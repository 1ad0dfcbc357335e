// Copyright 2020-2023 The NATS Authors
// Licensed under the Apache License, Version 2.0 (the "License");
// you may not use this file except in compliance with the License.
// You may obtain a copy of the License at
//
// http://www.apache.org/licenses/LICENSE-2.0
//
// Unless required by applicable law or agreed to in writing, software
// distributed under the License is distributed on an "AS IS" BASIS,
// WITHOUT WARRANTIES OR CONDITIONS OF ANY KIND, either express or implied.
// See the License for the specific language governing permissions and
// limitations under the License.
//
//! JetStream-specific behavior layered on top of the typed subscription:
//! idle-heartbeat wiring, and the ordered-consumer gap-detection /
//! silent-recreate protocol. [`crate::pull_subscription::PullSubscription`]
//! builds on top of this for the explicit `pull` operation.

use std::sync::{Arc, Mutex};
use std::time::Duration;

use tokio::sync::mpsc;
use tokio::task::JoinHandle;

use crate::consumer::{AckPolicy, ConsumerConfig, ConsumerInfo, DeliverPolicy};
use crate::error::{classify, ClassifyContext, ErrorKind};
use crate::heartbeat::{HeartbeatMonitor, DEFAULT_MAX_OUT};
use crate::iterator::QueuedIterator;
use crate::message::{Message, MessageCallback};
use crate::stream::{consumer_info_on, create_consumer_on, delete_consumer_on};
use crate::subscription::{self, ErrorInjector, FrameHooks, TypedSubscriptionHandle};
use crate::testhooks::TestHooks;
use crate::transport::Transport;
use crate::Error;
// Copyright 2020-2023 The NATS Authors
// Licensed under the Apache License, Version 2.0 (the "License");
// you may not use this file except in compliance with the License.
// You may obtain a copy of the License at
//
// http://www.apache.org/licenses/LICENSE-2.0
//
// Unless required by applicable law or agreed to in writing, software
// distributed under the License is distributed on an "AS IS" BASIS,
// WITHOUT WARRANTIES OR CONDITIONS OF ANY KIND, either express or implied.
// See the License for the specific language governing permissions and
// limitations under the License.
//
//! Publish with optimistic-concurrency expectation headers and bounded
//! 503-only retry.

use std::time::Duration;

use bytes::Bytes;
use serde::Deserialize;

use crate::error::{classify, Classification, ClassifyContext};
use crate::header::{names, HeaderMap};
use crate::transport::Transport;
use crate::Error;

pub const DEFAULT_PUBLISH_TIMEOUT: Duration = Duration::from_secs(5);
const DEFAULT_RETRIES: usize = 1;
const DEFAULT_RETRY_DELAY: Duration = Duration::from_millis(250);

/// Per-call publish options.
#[derive(Debug, Clone)]
pub struct PublishOptions {
    /// `Nats-Msg-Id`: idempotency key for broker-side dedup.
    pub msg_id: Option<String>,
    /// `Nats-Expected-Stream`.
    pub expected_stream: Option<String>,
    /// `Nats-Expected-Last-Msg-Id`.
    pub expected_last_msg_id: Option<String>,
    /// `Nats-Expected-Last-Sequence`.
    pub expected_last_sequence: Option<u64>,
    /// `Nats-Expected-Last-Subject-Sequence`.
    pub expected_last_subject_sequence: Option<u64>,
    /// Total request attempts; only a 503 reply burns one without ending the
    /// call. Up to `retries` attempts total, and only 503 is retried.
    pub retries: usize,
    pub retry_delay: Duration,
    pub timeout: Duration,
}

impl Default for PublishOptions {
    fn default() -> Self {
        Self {
            msg_id: None,
            expected_stream: None,
            expected_last_msg_id: None,
            expected_last_sequence: None,
            expected_last_subject_sequence: None,
            retries: DEFAULT_RETRIES,
            retry_delay: DEFAULT_RETRY_DELAY,
            timeout: DEFAULT_PUBLISH_TIMEOUT,
        }
    }
}

fn build_headers(extra: Option<HeaderMap>, opts: &PublishOptions) -> Option<HeaderMap> {
    let mut headers = extra.unwrap_or_default();
    if let Some(id) = &opts.msg_id {
        headers.insert(names::NATS_MSG_ID, id.clone());
    }
    if let Some(stream) = &opts.expected_stream {
        headers.insert(names::NATS_EXPECTED_STREAM, stream.clone());
    }
    if let Some(id) = &opts.expected_last_msg_id {
        headers.insert(names::NATS_EXPECTED_LAST_MSG_ID, id.clone());
    }
    if let Some(seq) = opts.expected_last_sequence {
        headers.insert(names::NATS_EXPECTED_LAST_SEQUENCE, seq.to_string());
    }
    if let Some(seq) = opts.expected_last_subject_sequence {
        headers.insert(names::NATS_EXPECTED_LAST_SUBJECT_SEQUENCE, seq.to_string());
    }
    if headers.is_empty() {
        None
    } else {
        Some(headers)
    }
}

/// The broker's response to a JetStream publish.
#[derive(Debug, Clone, PartialEq, Eq)]
pub struct PubAck {
    pub stream: String,
    pub seq: u64,
    pub duplicate: bool,
}

#[derive(Deserialize)]
struct RawPubAck {
    #[serde(default)]
    stream: String,
    #[serde(default)]
    seq: u64,
    #[serde(default)]
    duplicate: bool,
}

fn parse_pub_ack(payload: &Bytes) -> Result<PubAck, Error> {
    let raw: RawPubAck = serde_json::from_slice(payload)
        .map_err(|err| Error::InvalidAck(format!("malformed publish ack: {err}")))?;
    if raw.stream.is_empty() {
        return Err(Error::InvalidAck("ack carried an empty stream name".into()));
    }
    Ok(PubAck {
        stream: raw.stream,
        seq: raw.seq,
        duplicate: raw.duplicate,
    })
}

/// Publishes `payload` to `subject` with expectation headers and a 503-only
/// retry loop.
pub async fn publish(
    transport: &dyn Transport,
    subject: &str,
    payload: Bytes,
    extra_headers: Option<HeaderMap>,
    opts: &PublishOptions,
) -> Result<PubAck, Error> {
    let headers = build_headers(extra_headers, opts);
    let attempts = opts.retries.max(1);

    for attempt in 0..attempts {
        let reply = transport
            .request(subject, payload.clone(), headers.clone(), opts.timeout)
            .await?;

        if let Some(status) = reply.headers.as_ref().and_then(|h| h.status()) {
            let classification = classify(
                status.code,
                &status.description,
                ClassifyContext {
                    publish: true,
                    ..Default::default()
                },
            );
            match classification {
                Classification::Transient(kind) => {
                    if attempt + 1 < attempts {
                        tracing::debug!(attempt, %kind, "publish got a retryable status, retrying");
                        tokio::time::sleep(opts.retry_delay).await;
                        continue;
                    }
                    return Err(Error::server(kind, status.description.clone()));
                }
                Classification::Terminal(kind) => {
                    return Err(Error::server(kind, status.description.clone()));
                }
                Classification::None => {}
            }
        }

        return parse_pub_ack(&reply.payload);
    }

    unreachable!("attempts is always >= 1, loop always returns")
}

#[cfg(test)]
mod tests {
    use super::*;
    use crate::mock::MockTransport;
    use crate::transport::TransportMessage;
    use std::sync::atomic::{AtomicUsize, Ordering};
    use std::sync::Arc;

    fn ack_reply(stream: &str, seq: u64) -> TransportMessage {
        TransportMessage {
            subject: String::new(),
            reply: None,
            headers: None,
            payload: Bytes::from(format!(r#"{{"stream":"{stream}","seq":{seq}}}"#)),
        }
    }

    #[tokio::test]
    async fn succeeds_on_first_try() {
        let transport = MockTransport::new();
        transport.set_responder("ORDERS.in", |_payload| Ok(ack_reply("ORDERS", 1)));

        let ack = publish(&transport, "ORDERS.in", Bytes::from_static(b"hi"), None, &PublishOptions::default())
            .await
            .unwrap();
        assert_eq!(ack.stream, "ORDERS");
        assert_eq!(ack.seq, 1);
        assert!(!ack.duplicate);
    }

    #[tokio::test]
    async fn retries_once_on_503_then_succeeds() {
        let transport = MockTransport::new();
        let calls = Arc::new(AtomicUsize::new(0));
        let calls_cb = calls.clone();
        transport.set_responder("ORDERS.in", move |_payload| {
            let n = calls_cb.fetch_add(1, Ordering::SeqCst);
            if n == 0 {
                Ok(TransportMessage {
                    subject: String::new(),
                    reply: None,
                    headers: Some(HeaderMap::with_status(503, "No Responders")),
                    payload: Bytes::new(),
                })
            } else {
                Ok(ack_reply("ORDERS", 2))
            }
        });

        let opts = PublishOptions {
            retries: 2,
            retry_delay: Duration::from_millis(1),
            ..Default::default()
        };
        let ack = publish(&transport, "ORDERS.in", Bytes::from_static(b"hi"), None, &opts)
            .await
            .unwrap();
        assert_eq!(ack.seq, 2);
        assert_eq!(calls.load(Ordering::SeqCst), 2);
    }

    #[tokio::test]
    async fn non_503_failure_is_not_retried() {
        let transport = MockTransport::new();
        let calls = Arc::new(AtomicUsize::new(0));
        let calls_cb = calls.clone();
        transport.set_responder("ORDERS.in", move |_payload| {
            calls_cb.fetch_add(1, Ordering::SeqCst);
            Ok(TransportMessage {
                subject: String::new(),
                reply: None,
                headers: Some(HeaderMap::with_status(409, "Consumer Deleted")),
                payload: Bytes::new(),
            })
        });

        let opts = PublishOptions {
            retries: 3,
            retry_delay: Duration::from_millis(1),
            ..Default::default()
        };
        let err = publish(&transport, "ORDERS.in", Bytes::from_static(b"hi"), None, &opts)
            .await
            .unwrap_err();
        assert!(err.to_string().contains("ConsumerDeleted"));
        assert_eq!(calls.load(Ordering::SeqCst), 1);
    }

    #[tokio::test]
    async fn empty_stream_in_ack_is_invalid_ack() {
        let transport = MockTransport::new();
        transport.set_responder("ORDERS.in", |_payload| Ok(ack_reply("", 0)));

        let err = publish(&transport, "ORDERS.in", Bytes::from_static(b"hi"), None, &PublishOptions::default())
            .await
            .unwrap_err();
        assert!(matches!(err, Error::InvalidAck(_)));
    }

    #[test]
    fn expectation_headers_are_built() {
        let opts = PublishOptions {
            msg_id: Some("abc".into()),
            expected_last_sequence: Some(9),
            ..Default::default()
        };
        let headers = build_headers(None, &opts).unwrap();
        assert_eq!(headers.get(names::NATS_MSG_ID), Some("abc"));
        assert_eq!(headers.get(names::NATS_EXPECTED_LAST_SEQUENCE), Some("9"));
    }
}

□ □ □ □ □ □ □

Search the lines above for the string "format" and copy each line that has it.

Written answer:
        .map_err(|err| Error::InvalidAck(format!("malformed publish ack: {err}")))?;
            payload: Bytes::from(format!(r#"{{"stream":"{stream}","seq":{seq}}}"#)),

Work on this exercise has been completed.